Le quotidien affirme ainsi que Abdelilah Benikirane est reparti les mains vides. Car, contrairement aux vœux de certains de ses partisans, le Secrétaire général sortant n’aura pas même le droit de siéger au sein d’un conseil des sages. Une structure que des dirigeants comme Habib Choubani, souligne le quotidien, voulaient mettre en place pour ménager l’amour-propre de Benkirane et, éventuellement, celui d’autres figures de proue du parti de la Lampe.

Aujourd’hui, avec l’élection d’El Othmani au poste de Secrétaire général, on perpétue une tradition qui veut que le SG du parti soit en même temps le chef de l’Exécutif. Avec les décisions du Congrès national du PJD, la page Benkirane est tournée, souligne le journal.

Au registre sportif,+Al Massae+ indique que le 5è Championnat d'Afrique des nations de football au Maroc (CHA N-2018), , qui s’étalera du 13 janvier au 4 février 2018, ressemble à un grand défi pour la Fédération marocaine de football, qui veut réussir cette étape pour aller chercher l'organisation d'autres compétition de plus grande envergure.

Selon le quotidien arabophone, les équipes de Fouzi Lekjaa veulent recruter 5000 volontaires pour aider les organisateurs à bien gérer la compétition.
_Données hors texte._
mod lobby;

use std::net::{SocketAddr, UdpSocket};
use std::time::{Duration, Instant, SystemTime};

use durak_core::protocol::ClientMessage;
use log::{info, warn};
use renet::transport::{NetcodeServerTransport, ServerAuthentication, ServerConfig};
use renet::{ConnectionConfig, DefaultChannel, RenetServer, ServerEvent};
use tokio::sync::mpsc::channel;
use tokio::time;

use crate::lobby::{LobbyManager, Outbound};

#[tokio::main]
async fn main() {
    env_logger::init();
    let port = std::env::args().nth(1).unwrap_or_else(|| "3000".to_string());
    let public_addr: SocketAddr = format!("0.0.0.0:{port}").parse().unwrap();
    let connection_config = ConnectionConfig::default();
    let mut server: RenetServer = RenetServer::new(connection_config);

    let current_time = SystemTime::now()
        .duration_since(SystemTime::UNIX_EPOCH)
        .unwrap();
    let server_config = ServerConfig {
        current_time,
        max_clients: 64,
        protocol_id: 0,
        public_addresses: vec![public_addr],
        authentication: ServerAuthentication::Unsecure,
    };
    let socket: UdpSocket = UdpSocket::bind(public_addr).unwrap();
    let mut transport = NetcodeServerTransport::new(server_config, socket).unwrap();

    let (outbound_tx, mut outbound_rx) = channel::<Outbound>(64);
    let mut manager = LobbyManager::new(outbound_tx);

    info!("listening on {public_addr}");

    let mut interval = time::interval(Duration::from_millis(50));
    let mut last_updated = Instant::now();
    loop {
        let now = Instant::now();
        let duration = now - last_updated;
        last_updated = now;

        server.update(duration);
        transport.update(duration, &mut server).unwrap();

        while let Some(event) = server.get_event() {
            match event {
                ServerEvent::ClientConnected { client_id } => {
                    info!("client {client_id} connected");
                }
                ServerEvent::ClientDisconnected { client_id, reason } => {
                    info!("client {client_id} disconnected: {reason}");
                    manager.disconnected(client_id).await;
                }
            }
        }

        for client_id in server.clients_id() {
            while let Some(message) =
                server.receive_message(client_id, DefaultChannel::ReliableOrdered)
            {
                match serde_json::from_slice::<ClientMessage>(&message) {
                    Ok(intent) => manager.handle(client_id, intent).await,
                    Err(err) => warn!("undecodable message from client {client_id}: {err}"),
                }
            }
        }

        transport.send_packets(&mut server);
        tokio::select! {
            _ = interval.tick() => {}
            data = outbound_rx.recv() => {
                if let Some(out) = data {
                    deliver(&mut server, out);
                    while let Ok(out) = outbound_rx.try_recv() {
                        deliver(&mut server, out);
                    }
                }
            }
        }
    }
}

fn deliver(server: &mut RenetServer, out: Outbound) {
    match serde_json::to_string(&out.message) {
        Ok(encoded) => {
            server.send_message(out.client, DefaultChannel::ReliableOrdered, encoded)
        }
        Err(err) => warn!("failed to encode outbound message: {err}"),
    }
}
Le Maroc veut s'assurer et rassurer la Confédération africaine de football en recrutant plus de volontaires que ce que le cahier des charges impose. Ces personnes devront se trouver dans les villes qui vont accueillir les matchs de la compétition, raison pour laquelle la Fédération marocaine de football leur a imposé d'être originaires et résidant dans l’une de ces 4 villes. Ainsi les frais seront moins lourds, explique le quotidien.